In the answer, every entry must appear exactly as given.

Collected data entries:
———
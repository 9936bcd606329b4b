//! The `search` subcommand.

use std::{collections::HashSet, sync::Arc, time::Duration};

use clap::Args;
use futures::future::try_join_all;
use tokio_util::sync::CancellationToken;

use crate::{
    async_utils::io::{OutputFormat, write_output},
    batch::{BatchRunner, Pacer, RunOutcome},
    errors::{CapacityError, ValidationError},
    extract::OcrOpts,
    filter::{FilterConfig, FilterMode},
    images::SourceImage,
    prelude::*,
    rate_limit::RateLimit,
    store::{MAX_RECORDS, PreviewFiles, RecordStatus, RecordStore, SharedStore},
    ui::{ProgressConfig, Ui},
};

/// Prefix for images copied by `--export-dir`.
const EXPORT_PREFIX: &str = "match_";

/// Search command line arguments.
#[derive(Debug, Args)]
pub struct SearchOpts {
    /// Images to search. Files that aren't images are skipped.
    #[clap(value_name = "IMAGE", required = true)]
    pub images: Vec<PathBuf>,

    /// Comma-separated keywords, matched case-insensitively. With no keywords,
    /// every successfully processed image matches.
    #[clap(short = 'k', long, default_value = "")]
    pub keywords: String,

    /// Keep images containing any keyword, or images containing none.
    #[clap(long, value_enum, default_value_t)]
    pub mode: FilterMode,

    #[clap(flatten)]
    pub ocr: OcrOpts,

    /// Pause between OCR requests, in milliseconds.
    #[clap(long, default_value_t = 500)]
    pub delay_ms: u64,

    /// Also limit OCR requests to this rate. Use values like "10/s",
    /// "300/m" or "5000/h".
    #[clap(long)]
    pub rate_limit: Option<RateLimit>,

    /// Retry failed images up to this many times.
    #[clap(long, default_value_t = 0)]
    pub retry_failed: u32,

    /// Copy matching images that were read into this directory, prefixed
    /// with "match_".
    #[clap(long)]
    pub export_dir: Option<PathBuf>,

    /// Only include matching images in the report.
    #[clap(long)]
    pub matches_only: bool,

    /// Report format.
    #[clap(long, value_enum, default_value_t)]
    pub format: OutputFormat,

    /// Where to write the report. Defaults to standard output.
    #[clap(short = 'o', long = "out")]
    pub output_path: Option<PathBuf>,
}

/// Exit status after a second Ctrl-C, as if killed by SIGINT.
const FORCED_EXIT_CODE: i32 = 130;

/// The `search` subcommand.
#[instrument(level = "debug", skip_all)]
pub async fn cmd_search(ui: Ui, opts: &SearchOpts) -> Result<()> {
    // The first Ctrl-C stops the batch after the image currently being read.
    // A second one exits at once, without a report.
    let cancel = CancellationToken::new();
    let interrupt_watcher = tokio::spawn({
        let cancel = cancel.clone();
        async move {
            if tokio::signal::ctrl_c().await.is_err() {
                return;
            }
            warn!("Interrupted, stopping after the current image. Press Ctrl-C again to quit now");
            cancel.cancel();
            if tokio::signal::ctrl_c().await.is_ok() {
                error!("Interrupted twice, exiting without a report");
                std::process::exit(FORCED_EXIT_CODE);
            }
        }
    });
    let result = search(ui, opts, &cancel).await;
    interrupt_watcher.abort();
    result
}

/// Run a search until it finishes or `cancel` fires, then write the report.
async fn search(ui: Ui, opts: &SearchOpts, cancel: &CancellationToken) -> Result<()> {
    // Build our client first, so configuration errors show up before we do
    // any work.
    let client = Arc::new(opts.ocr.create_client()?);
    let filter = FilterConfig::parse(&opts.keywords, opts.mode);
    debug!(keywords = ?filter.keywords(), mode = ?filter.mode(), "Parsed filter");

    let (sources, too_large) = load_images(&opts.images).await?;
    for rejected in &too_large {
        ui.display_message("⚠️", &format!("Skipped {rejected}"));
    }
    let mut store = RecordStore::new(Box::new(PreviewFiles::new()?));
    let added = store.add(sources)?;
    for rejected in &added.rejected {
        ui.display_message("⚠️", &format!("Skipped {rejected}"));
    }
    debug!(added = added.added.len(), "Added images");

    let pb = ui.new_progress_bar(
        &ProgressConfig {
            emoji: "🔎",
            msg: "Reading images",
            done_msg: "Read images",
        },
        store.len() as u64,
    );
    let store = SharedStore::new(store);
    let runner = BatchRunner::new(
        store.clone(),
        client,
        Pacer::new(
            Duration::from_millis(opts.delay_ms),
            opts.rate_limit.as_ref(),
        ),
    )
    .with_progress_bar(pb.clone());

    let mut outcome = runner.run(cancel).await;
    debug!(summary = ?outcome.summary(), "First pass finished");
    for attempt in 1..=opts.retry_failed {
        if outcome.is_cancelled() || store.lock().counts().failed == 0 {
            break;
        }
        outcome = runner.retry_failed(cancel).await;
        debug!(attempt, summary = ?outcome.summary(), "Retry pass finished");
    }
    pb.finish_using_style();

    // Work out which records match, and release the store lock before doing
    // any more I/O. Only records with text are exported, so an interrupted
    // run never exports images it didn't read.
    let (reports, matches, counts) = {
        let store = store.lock();
        let reports = store
            .records()
            .iter()
            .map(|record| record.to_report(filter.is_visible(record)))
            .filter(|report| report.visible || !opts.matches_only)
            .collect::<Vec<_>>();
        let matches = filter
            .visible(store.records())
            .into_iter()
            .filter(|record| record.status() == RecordStatus::Done)
            .map(|record| record.source().clone())
            .collect::<Vec<_>>();
        (reports, matches, store.counts())
    };

    if let Some(export_dir) = &opts.export_dir {
        export_matches(export_dir, &matches).await?;
    }
    write_output(opts.output_path.as_deref(), opts.format, &reports).await?;

    info!(
        processed = counts.processed(),
        total = counts.total,
        failed = counts.failed,
        matched = matches.len(),
        "Search finished"
    );
    if let RunOutcome::Cancelled(_) = outcome {
        return Err(anyhow!(
            "Interrupted after {} of {} images",
            counts.processed(),
            counts.total
        ));
    }
    Ok(())
}

/// Load every image in `paths`. Batches too large for the store are refused
/// before anything is read, and files too large to accept are skipped
/// without being read.
async fn load_images(paths: &[PathBuf]) -> Result<(Vec<SourceImage>, Vec<ValidationError>)> {
    if paths.len() > MAX_RECORDS {
        return Err(CapacityError {
            existing: 0,
            incoming: paths.len(),
            max: MAX_RECORDS,
        }
        .into());
    }
    let loaded = try_join_all(paths.iter().map(|path| SourceImage::load_within_limit(path))).await?;
    let mut sources = Vec::with_capacity(loaded.len());
    let mut rejected = Vec::new();
    for result in loaded {
        match result {
            Ok(source) => sources.push(source),
            Err(err) => {
                warn!("Skipping input: {err}");
                rejected.push(err);
            }
        }
    }
    Ok((sources, rejected))
}

/// Copy matching images into `dir`, prefixed with [`EXPORT_PREFIX`].
#[instrument(level = "debug", skip_all, fields(dir = %dir.display()))]
async fn export_matches(dir: &Path, matches: &[SourceImage]) -> Result<()> {
    tokio::fs::create_dir_all(dir)
        .await
        .with_context(|| format!("Failed to create export directory {:?}", dir))?;
    let mut used = HashSet::new();
    for source in matches {
        let file_name = unique_export_name(&source.name, &mut used);
        let path = dir.join(&file_name);
        tokio::fs::write(&path, &source.data)
            .await
            .with_context(|| format!("Failed to export image to {:?}", path))?;
    }
    debug!(count = matches.len(), "Exported matching images");
    Ok(())
}

/// Build `match_<name>`, adding a counter if two inputs share a name.
fn unique_export_name(name: &str, used: &mut HashSet<String>) -> String {
    let candidate = format!("{EXPORT_PREFIX}{name}");
    if used.insert(candidate.clone()) {
        return candidate;
    }
    let (stem, extension) = match name.rsplit_once('.') {
        Some((stem, extension)) => (stem, format!(".{extension}")),
        None => (name, String::new()),
    };
    (2..)
        .map(|n| format!("{EXPORT_PREFIX}{stem}_{n}{extension}"))
        .find(|candidate| used.insert(candidate.clone()))
        .unwrap_or(candidate)
}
———
**Output for this task:**
repository 9936bcd606329b4b
//! The `search` subcommand.

use std::{collections::HashSet, sync::Arc, time::Duration};

use clap::Args;
use futures::future::try_join_all;
use tokio_util::sync::CancellationToken;

use crate::{
    async_utils::io::{OutputFormat, write_output},
    batch::{BatchRunner, Pacer, RunOutcome},
    errors::{CapacityError, ValidationError},
    extract::OcrOpts,
    filter::{FilterConfig, FilterMode},
    images::SourceImage,
    prelude::*,
    rate_limit::RateLimit,
    store::{MAX_RECORDS, PreviewFiles, RecordStatus, RecordStore, SharedStore},
    ui::{ProgressConfig, Ui},
};

/// Prefix for images copied by `--export-dir`.
const EXPORT_PREFIX: &str = "match_";

/// Search command line arguments.
#[derive(Debug, Args)]
pub struct SearchOpts {
    /// Images to search. Files that aren't images are skipped.
    #[clap(value_name = "IMAGE", required = true)]
    pub images: Vec<PathBuf>,

    /// Comma-separated keywords, matched case-insensitively. With no keywords,
    /// every successfully processed image matches.
    #[clap(short = 'k', long, default_value = "")]
    pub keywords: String,

    /// Keep images containing any keyword, or images containing none.
    #[clap(long, value_enum, default_value_t)]
    pub mode: FilterMode,

    #[clap(flatten)]
    pub ocr: OcrOpts,

    /// Pause between OCR requests, in milliseconds.
    #[clap(long, default_value_t = 500)]
    pub delay_ms: u64,

    /// Also limit OCR requests to this rate. Use values like "10/s",
    /// "300/m" or "5000/h".
    #[clap(long)]
    pub rate_limit: Option<RateLimit>,

    /// Retry failed images up to this many times.
    #[clap(long, default_value_t = 0)]
    pub retry_failed: u32,

    /// Copy matching images that were read into this directory, prefixed
    /// with "match_".
    #[clap(long)]
    pub export_dir: Option<PathBuf>,

    /// Only include matching images in the report.
    #[clap(long)]
    pub matches_only: bool,

    /// Report format.
    #[clap(long, value_enum, default_value_t)]
    pub format: OutputFormat,

    /// Where to write the report. Defaults to standard output.
    #[clap(short = 'o', long = "out")]
    pub output_path: Option<PathBuf>,
}

/// Exit status after a second Ctrl-C, as if killed by SIGINT.
const FORCED_EXIT_CODE: i32 = 130;

/// The `search` subcommand.
#[instrument(level = "debug", skip_all)]
pub async fn cmd_search(ui: Ui, opts: &SearchOpts) -> Result<()> {
    // The first Ctrl-C stops the batch after the image currently being read.
    // A second one exits at once, without a report.
    let cancel = CancellationToken::new();
    let interrupt_watcher = tokio::spawn({
        let cancel = cancel.clone();
        async move {
            if tokio::signal::ctrl_c().await.is_err() {
                return;
            }
            warn!("Interrupted, stopping after the current image. Press Ctrl-C again to quit now");
            cancel.cancel();
            if tokio::signal::ctrl_c().await.is_ok() {
                error!("Interrupted twice, exiting without a report");
                std::process::exit(FORCED_EXIT_CODE);
            }
        }
    });
    let result = search(ui, opts, &cancel).await;
    interrupt_watcher.abort();
    result
}

/// Run a search until it finishes or `cancel` fires, then write the report.
async fn search(ui: Ui, opts: &SearchOpts, cancel: &CancellationToken) -> Result<()> {
    // Build our client first, so configuration errors show up before we do
    // any work.
    let client = Arc::new(opts.ocr.create_client()?);
    let filter = FilterConfig::parse(&opts.keywords, opts.mode);
    debug!(keywords = ?filter.keywords(), mode = ?filter.mode(), "Parsed filter");

    let (sources, too_large) = load_images(&opts.images).await?;
    for rejected in &too_large {
        ui.display_message("⚠️", &format!("Skipped {rejected}"));
    }
    let mut store = RecordStore::new(Box::new(PreviewFiles::new()?));
    let added = store.add(sources)?;
    for rejected in &added.rejected {
        ui.display_message("⚠️", &format!("Skipped {rejected}"));
    }
    debug!(added = added.added.len(), "Added images");

    let pb = ui.new_progress_bar(
        &ProgressConfig {
            emoji: "🔎",
            msg: "Reading images",
            done_msg: "Read images",
        },
        store.len() as u64,
    );
    let store = SharedStore::new(store);
    let runner = BatchRunner::new(
        store.clone(),
        client,
        Pacer::new(
            Duration::from_millis(opts.delay_ms),
            opts.rate_limit.as_ref(),
        ),
    )
    .with_progress_bar(pb.clone());

    let mut outcome = runner.run(cancel).await;
    debug!(summary = ?outcome.summary(), "First pass finished");
    for attempt in 1..=opts.retry_failed {
        if outcome.is_cancelled() || store.lock().counts().failed == 0 {
            break;
        }
        outcome = runner.retry_failed(cancel).await;
        debug!(attempt, summary = ?outcome.summary(), "Retry pass finished");
    }
    pb.finish_using_style();

    // Work out which records match, and release the store lock before doing
    // any more I/O. Only records with text are exported, so an interrupted
    // run never exports images it didn't read.
    let (reports, matches, counts) = {
        let store = store.lock();
        let reports = store
            .records()
            .iter()
            .map(|record| record.to_report(filter.is_visible(record)))
            .filter(|report| report.visible || !opts.matches_only)
            .collect::<Vec<_>>();
        let matches = filter
            .visible(store.records())
            .into_iter()
            .filter(|record| record.status() == RecordStatus::Done)
            .map(|record| record.source().clone())
            .collect::<Vec<_>>();
        (reports, matches, store.counts())
    };

    if let Some(export_dir) = &opts.export_dir {
        export_matches(export_dir, &matches).await?;
    }
    write_output(opts.output_path.as_deref(), opts.format, &reports).await?;

    info!(
        processed = counts.processed(),
        total = counts.total,
        failed = counts.failed,
        matched = matches.len(),
        "Search finished"
    );
    if let RunOutcome::Cancelled(_) = outcome {
        return Err(anyhow!(
            "Interrupted after {} of {} images",
            counts.processed(),
            counts.total
        ));
    }
    Ok(())
}

/// Load every image in `paths`. Batches too large for the store are refused
/// before anything is read, and files too large to accept are skipped
/// without being read.
async fn load_images(paths: &[PathBuf]) -> Result<(Vec<SourceImage>, Vec<ValidationError>)> {
    if paths.len() > MAX_RECORDS {
        return Err(CapacityError {
            existing: 0,
            incoming: paths.len(),
            max: MAX_RECORDS,
        }
        .into());
    }
    let loaded = try_join_all(paths.iter().map(|path| SourceImage::load_within_limit(path))).await?;
    let mut sources = Vec::with_capacity(loaded.len());
    let mut rejected = Vec::new();
    for result in loaded {
        match result {
            Ok(source) => sources.push(source),
            Err(err) => {
                warn!("Skipping input: {err}");
                rejected.push(err);
            }
        }
    }
    Ok((sources, rejected))
}

/// Copy matching images into `dir`, prefixed with [`EXPORT_PREFIX`].
#[instrument(level = "debug", skip_all, fields(dir = %dir.display()))]
async fn export_matches(dir: &Path, matches: &[SourceImage]) -> Result<()> {
    tokio::fs::create_dir_all(dir)
        .await
        .with_context(|| format!("Failed to create export directory {:?}", dir))?;
    let mut used = HashSet::new();
    for source in matches {
        let file_name = unique_export_name(&source.name, &mut used);
        let path = dir.join(&file_name);
        tokio::fs::write(&path, &source.data)
            .await
            .with_context(|| format!("Failed to export image to {:?}", path))?;
    }
    debug!(count = matches.len(), "Exported matching images");
    Ok(())
}

/// Build `match_<name>`, adding a counter if two inputs share a name.
fn unique_export_name(name: &str, used: &mut HashSet<String>) -> String {
    let candidate = format!("{EXPORT_PREFIX}{name}");
    if used.insert(candidate.clone()) {
        return candidate;
    }
    let (stem, extension) = match name.rsplit_once('.') {
        Some((stem, extension)) => (stem, format!(".{extension}")),
        None => (name, String::new()),
    };
    (2..)
        .map(|n| format!("{EXPORT_PREFIX}{stem}_{n}{extension}"))
        .find(|candidate| used.insert(candidate.clone()))
        .unwrap_or(candidate)
}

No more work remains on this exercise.